The stage was decorated with a number of American flags, and across the front part of it were two rows of chairs, on which were seated the Vice Presidents. Immediately in the rear was a raised platform, on which were seated three hundred and seventy-two boys and girls from the district, intermediate and high schools of the city, who, under the direction of Mr. L. W. Mason, sang the following:

[23]

SONG OF WELCOME.

All hail! all hail! the here unflinching!
The pure patriot we sing, unwavering and bold,
Who foul treason denounced, and with deeds was still clinching
His strong speech, when vile traitors in numbers untold
Howled hatred demoniac, and madly were clamoring,
His life should be forfeit! triumphantly sing,
And utter the welcome with the tongue's feeble stammering,
The welcome, the warm welcome, our hearts to him bring!
Safe! safe in our midst, we shall hear the man's voice,
That had cowed all his foes, and made us rejoice;
Then hail him again, and forever and aye!
His country he loves, and for it he would die!
Rejoice! rejoice! for freedom is marching
With her power resistless, to punish and crush;
And the Iris of Union will soon be o'erarching
Again our loved country, when its brave children rush
To rescue its life from the demons now seeking
To blot out its name from the nations of earth.
But rather than this, let their black blood be reeking,
Unpitied by earth, so disgraced by their birth.
Thus speaks he, the hero! Then sing with one voice:
We love and revere him, in his presence rejoice!
Then hail him again, and forever and aye!
His country he loves, and for it he would die!

Shortly after eight o'clock Parson Brownlow came upon the stage, leaning upon the arm of Joseph C. Butler, Esq., the President of the Chamber of Commerce.

Mr. Butler, in introducing Mr. Brownlow, said:

Ladies and Gentlemen:—I have been honored with the pleasing duty of inaugurating the ceremonies of this occasion, in introducing a renowned and loyal citizen of our sister State of Tennessee. A State forced by usurpation, fraud and violence into rebellion against a Government that her sons in bygone times have done so much to maintain and establish, and now suffers in being the field of conflict in a desolating civil war. A State recently baptized again[24] into the fold of the Union by the martyr patriots' blood shed upon her soil, and will be confirmed in that fold by continued deeds of heroic daring; within whose limits has been exhibited by her loyal sons as unfaltering devotion and love of country as has ever been displayed in the history of any people. Surrounded by the armed band of desperate and cruel military despots, given up to the mercy of ignorant and vicious mobs, cut off from all communication with and support from a Government they were sacrificing themselves to maintain, these patriots of Tennessee were driven from their homes, suffered in jails, and sealed, when called on, with their lives on the scaffold their devotion to the Union and Constitution established by their fathers. Through a long and weary summer, through the dreary fall and winter, with hearts sickened by many disappointed hopes, they suffered and faithfully endured. And now that the armies of the Union have entered their State, and the flag of freedom once more floats over its capital, may we not hope that the hour of their deliverance is at hand. God grant it may be speedy.

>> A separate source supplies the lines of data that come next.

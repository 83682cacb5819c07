//! The task pipeline state machine
//!
//! Two states, `Idle` and `Busy`, for the lifetime of the process. One task
//! at a time: the consume loop below is the single logical execution path,
//! so no locking guards the status field. Every failure inside processing
//! is caught, logged, and followed by the unconditional return to `Idle` -
//! nothing escapes to the transport layer.

use crate::delivery::{Endpoint, ResultSink};
use crate::inference::Inference;
use flywheel_broker::{Broker, Consumer, EventPublisher};
use flywheel_core::config::WorkerConfig;
use flywheel_core::{now_millis, Result, Task, TaskResult, WorkerIdentity, WorkerStatus};
use std::sync::Arc;
use std::time::{Duration, Instant};
use tracing::{error, info, warn};

/// Worker context driving one task at a time through
/// inference, simulated workload, and result delivery
pub struct TaskPipeline<B: Broker> {
    identity: WorkerIdentity,
    status: WorkerStatus,
    simulated_delay: Duration,
    publisher: EventPublisher<B>,
    inference: Arc<dyn Inference>,
    delivery: Arc<dyn ResultSink>,
}

impl<B: Broker> TaskPipeline<B> {
    /// Create an idle pipeline
    pub fn new(
        identity: WorkerIdentity,
        config: &WorkerConfig,
        publisher: EventPublisher<B>,
        inference: Arc<dyn Inference>,
        delivery: Arc<dyn ResultSink>,
    ) -> Self {
        Self {
            identity,
            status: WorkerStatus::Idle,
            simulated_delay: config.simulated_delay(),
            publisher,
            inference,
            delivery,
        }
    }

    /// Current status
    pub fn status(&self) -> WorkerStatus {
        self.status
    }

    /// Consume tasks until the transport stream ends
    ///
    /// Delivery is strictly sequential: the next message is not taken from
    /// the consumer until the previous task has fully finished, so a second
    /// task's Busy event can never precede the first task's Idle event.
    pub async fn run<C: Consumer>(&mut self, mut consumer: C) {
        while let Some(message) = consumer.next().await {
            match Task::from_payload(&message.payload) {
                Ok(task) => {
                    info!("Task received: {:.50}...", task.query);
                    self.process(task).await;
                }
                Err(e) => {
                    error!("Dropping undecodable task message: {}", e);
                    self.publisher
                        .log(format!("Error decoding task message: {}", e))
                        .await;
                }
            }
        }
        warn!(
            "Task stream ended for worker {}; no further tasks will arrive",
            self.identity.id
        );
    }

    /// Process one task: Idle -> Busy -> (work) -> Idle
    ///
    /// The Idle transition fires on every exit path, whatever happened in
    /// between.
    pub async fn process(&mut self, task: Task) {
        self.publisher
            .log(format!(
                "Worker {} processing task for session {}",
                self.identity.id, task.session_id
            ))
            .await;
        self.set_status(WorkerStatus::Busy).await;

        match self.execute(&task).await {
            Ok(ack) => {
                self.publisher
                    .log(format!(
                        "Worker {} completed task successfully: {}",
                        self.identity.id, ack
                    ))
                    .await;
            }
            Err(e) => {
                if e.loses_work() {
                    error!(
                        "Task for session {} failed, result lost: {}",
                        task.session_id, e
                    );
                } else {
                    error!("Task for session {} failed: {}", task.session_id, e);
                }
                self.publisher
                    .log(format!(
                        "Worker {} error processing task: {}",
                        self.identity.id, e
                    ))
                    .await;
            }
        }

        self.set_status(WorkerStatus::Idle).await;
    }

    /// Steps 1-7 of task processing; failures come back as errors for the
    /// outcome log, never as panics
    async fn execute(&self, task: &Task) -> Result<String> {
        let start = Instant::now();

        self.publisher
            .log(format!(
                "Worker {} querying the inference service",
                self.identity.id
            ))
            .await;
        let ai_response = self.inference.generate(&task.query, &task.api_key).await;

        self.publisher
            .log(format!(
                "Worker {} simulating {} ms of processing",
                self.identity.id,
                self.simulated_delay.as_millis()
            ))
            .await;
        tokio::time::sleep(self.simulated_delay).await;

        let processing_time_ms = start.elapsed().as_millis() as i64;

        let result = TaskResult {
            worker_id: self.identity.id.clone(),
            session_id: task.session_id.clone(),
            original_query: task.query.clone(),
            ai_response,
            api_key: task.api_key.clone(),
            processing_time_ms,
            query_timestamp: task.timestamp,
            completion_timestamp: now_millis(),
        };

        // A malformed endpoint loses the result for good; the coordinator
        // is never signalled
        let endpoint: Endpoint = task.grpc_endpoint.parse()?;

        let ack = self.delivery.send(&endpoint, &result).await?;
        self.publisher
            .log(format!(
                "Worker {} sent result via gRPC: {}",
                self.identity.id, ack
            ))
            .await;

        Ok(ack)
    }

    async fn set_status(&mut self, status: WorkerStatus) {
        self.status = status;
        self.publisher.status(status).await;
    }
}

#[cfg(test)]
mod tests {
    use super::*;
    use async_trait::async_trait;
    use flywheel_broker::{memory_consumer, InboundMessage, MemoryBroker, Topics};
    use flywheel_core::Error;
    use std::sync::Mutex;

    struct StubInference {
        response: String,
    }

    #[async_trait]
    impl Inference for StubInference {
        async fn generate(&self, _query: &str, _api_key: &str) -> String {
            self.response.clone()
        }
    }

    #[derive(Default)]
    struct RecordingSink {
        calls: Mutex<Vec<(Endpoint, TaskResult)>>,
        fail: bool,
    }

    #[async_trait]
    impl ResultSink for RecordingSink {
        async fn send(&self, endpoint: &Endpoint, result: &TaskResult) -> Result<String> {
            if self.fail {
                return Err(Error::Delivery("connection refused".to_string()));
            }
            self.calls
                .lock()
                .unwrap()
                .push((endpoint.clone(), result.clone()));
            Ok("received".to_string())
        }
    }

    fn task(endpoint: &str) -> Task {
        Task {
            session_id: "s1".to_string(),
            query: "hello".to_string(),
            api_key: "k".to_string(),
            grpc_endpoint: endpoint.to_string(),
            timestamp: 1000,
        }
    }

    fn pipeline(
        broker: MemoryBroker,
        sink: Arc<RecordingSink>,
    ) -> TaskPipeline<MemoryBroker> {
        let worker_config = WorkerConfig {
            id: Some("w1".to_string()),
            simulated_delay_ms: 20,
            ..Default::default()
        };
        let identity = WorkerIdentity::generate(&worker_config);
        let publisher = EventPublisher::new(broker, Topics::new("upb"), "w1");
        TaskPipeline::new(
            identity,
            &worker_config,
            publisher,
            Arc::new(StubInference {
                response: "hi".to_string(),
            }),
            sink,
        )
    }

    fn statuses(broker: &MemoryBroker) -> Vec<String> {
        broker
            .published_on("upb/workers/status")
            .iter()
            .map(|p| {
                let json: serde_json::Value = serde_json::from_slice(p).unwrap();
                json["status"].as_str().unwrap().to_string()
            })
            .collect()
    }

    #[tokio::test]
    async fn test_status_cycles_busy_then_idle() {
        let broker = MemoryBroker::new();
        let sink = Arc::new(RecordingSink::default());
        let mut pipeline = pipeline(broker.clone(), Arc::clone(&sink));

        pipeline.process(task("localhost:9999")).await;

        assert_eq!(pipeline.status(), WorkerStatus::Idle);
        assert_eq!(statuses(&broker), vec!["busy", "idle"]);
        assert_eq!(sink.calls.lock().unwrap().len(), 1);
    }

    #[tokio::test]
    async fn test_result_echoes_task_fields() {
        let broker = MemoryBroker::new();
        let sink = Arc::new(RecordingSink::default());
        let mut pipeline = pipeline(broker, Arc::clone(&sink));

        pipeline.process(task("localhost:9999")).await;

        let calls = sink.calls.lock().unwrap();
        let (endpoint, result) = &calls[0];
        assert_eq!(endpoint.to_string(), "localhost:9999");
        assert_eq!(result.session_id, "s1");
        assert_eq!(result.original_query, "hello");
        assert_eq!(result.ai_response, "hi");
        assert_eq!(result.api_key, "k");
        assert_eq!(result.query_timestamp, 1000);
        assert!(result.processing_time_ms >= 20);
        assert!(result.completion_timestamp > 0);
    }

    #[tokio::test]
    async fn test_malformed_endpoint_skips_delivery_and_returns_idle() {
        let broker = MemoryBroker::new();
        let sink = Arc::new(RecordingSink::default());
        let mut pipeline = pipeline(broker.clone(), Arc::clone(&sink));

        pipeline.process(task("not-a-host-port")).await;

        assert!(sink.calls.lock().unwrap().is_empty());
        assert_eq!(pipeline.status(), WorkerStatus::Idle);
        assert_eq!(statuses(&broker), vec!["busy", "idle"]);
    }

    #[tokio::test]
    async fn test_delivery_failure_still_returns_idle() {
        let broker = MemoryBroker::new();
        let sink = Arc::new(RecordingSink {
            fail: true,
            ..Default::default()
        });
        let mut pipeline = pipeline(broker.clone(), Arc::clone(&sink));

        pipeline.process(task("localhost:9999")).await;

        assert_eq!(pipeline.status(), WorkerStatus::Idle);
        assert_eq!(statuses(&broker), vec!["busy", "idle"]);
        // Outcome log still fires
        let logs = broker.published_on("upb/logs");
        let outcome = logs
            .iter()
            .map(|p| serde_json::from_slice::<serde_json::Value>(p).unwrap())
            .any(|j| j["message"].as_str().unwrap().contains("error processing task"));
        assert!(outcome);
    }

    #[tokio::test]
    async fn test_undecodable_message_is_dropped() {
        let broker = MemoryBroker::new();
        let sink = Arc::new(RecordingSink::default());
        let mut pipeline = pipeline(broker.clone(), Arc::clone(&sink));

        let (tx, consumer) = memory_consumer(4);
        tx.send(InboundMessage {
            topic: "upb/workers/w1/tasks".to_string(),
            payload: b"{broken".to_vec(),
        })
        .await
        .unwrap();
        drop(tx);

        pipeline.run(consumer).await;

        assert!(sink.calls.lock().unwrap().is_empty());
        // No status transition for a dropped message
        assert!(statuses(&broker).is_empty());
        assert_eq!(pipeline.status(), WorkerStatus::Idle);
    }

    #[tokio::test]
    async fn test_back_to_back_tasks_never_interleave() {
        let broker = MemoryBroker::new();
        let sink = Arc::new(RecordingSink::default());
        let mut pipeline = pipeline(broker.clone(), Arc::clone(&sink));

        let payload = serde_json::to_vec(&task("localhost:9999")).unwrap();
        let (tx, consumer) = memory_consumer(4);
        tx.send(InboundMessage {
            topic: "t".to_string(),
            payload: payload.clone(),
        })
        .await
        .unwrap();
        tx.send(InboundMessage {
            topic: "t".to_string(),
            payload,
        })
        .await
        .unwrap();
        drop(tx);

        pipeline.run(consumer).await;

        // Replay produces two independent results, no deduplication
        assert_eq!(sink.calls.lock().unwrap().len(), 2);
        assert_eq!(statuses(&broker), vec!["busy", "idle", "busy", "idle"]);

        // Task 2's busy timestamp is not earlier than task 1's idle timestamp
        let events: Vec<serde_json::Value> = broker
            .published_on("upb/workers/status")
            .iter()
            .map(|p| serde_json::from_slice(p).unwrap())
            .collect();
        let first_idle = events[1]["timestamp"].as_i64().unwrap();
        let second_busy = events[2]["timestamp"].as_i64().unwrap();
        assert!(second_busy >= first_idle);
    }
}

One of this noble band of patriots is with us to-night. He will recount to you some of the scenes he has witnessed, and give you in brief the history of the rebellion in his once prosperous and noble State. He has sacrificed on the altar of his country all that man holds most dear, jeopardizing not only his own life, but the lives of his family and kindred in vindicating the sacred cause of his country. If we honor the bravery displayed on the battle-field, how much more should we honor him, who almost alone, sick and in prison, tempted by seducing offers of power and place, and with an ignominious death daily threatened, maintains for[25] weeks and months with unfaltering trust, his faith and virtue. The instinctive homage of the human heart to genuine courage we pay to an endurance like this. The historian who will record for the perusal of our children the list of heroes that this wicked rebellion has brought forth, will name none whose matchless courage is surpassed, or the bold outline of whose character for outspoken patriotism, so overshadows all cavil and criticism, as the hero of the pulpit and the press. I have now the honor of introducing Mr. W. G. Brownlow, of Knoxville, Tennessee.

SPEECH.

Ladies and Gentlemen:—I appear before you in accordance with the arrangement of a committee—a large committee—of intelligent and influential citizens of your own town. I am not before you for the purpose of making an effort as an orator, or a speaker, with any view or wish to fascinate or to charm my audience with the style or the language I employ in the brief address I am about to deliver.

I am before you for the purpose of relating facts and localities, and giving you names in regard to the rebellion in the South, and the persecutions of my fellow countrymen, and their sufferings even unto death. I have met, since I came to this city, with not a few intelligent and high-toned gentlemen—men of years and of knowledge—who have inquired of me seriously: "Is it a fact that they hanged men, shot down men, in your country, for their sentiments?" You cannot, it seems to me, realize the state of things that has existed beyond the mountains.[26]

In what I shall say to you, without effort at all at display, I shall deal in nothing but facts. I will state nothing that I do not personally know to be true—nothing that I cannot sustain, if a controversy is raised in reference thereto.

I have seen the day when I was a young man, ladies (I speak of my age with a great deal of freedom, for I have a wife who is likely never to die)—[laughter]—I have seen the day when I could be heard by an audience of any size—when I have been able for four or five dreadful hours on a stretch to speak in the open air. Those days with me have gone by, and are numbered with the days and years beyond the flood. For some three years back I have labored under a disease of the throat—a bronchial affection—a severe affliction it was. Until the last twelve months I could but whisper. In the providence of God, and through his agency, I am better now. In repeated denunciation of secession my voice has been gaining all the time [applause,] and I shall not be astonished if in six months "Richard is himself again." [Applause.]

You will bear with me, I know, for I shall not detain you long. I shall by no means be tedious, but you will bear with me, I am certain, if I make a few remarks, by way of "preliminary," personal to myself. The circumstances surrounding me, the connection that my name has had for the last twelve months with the rebellion and with this subject, will justify me in so doing, without the dread of incurring the charge of egotism.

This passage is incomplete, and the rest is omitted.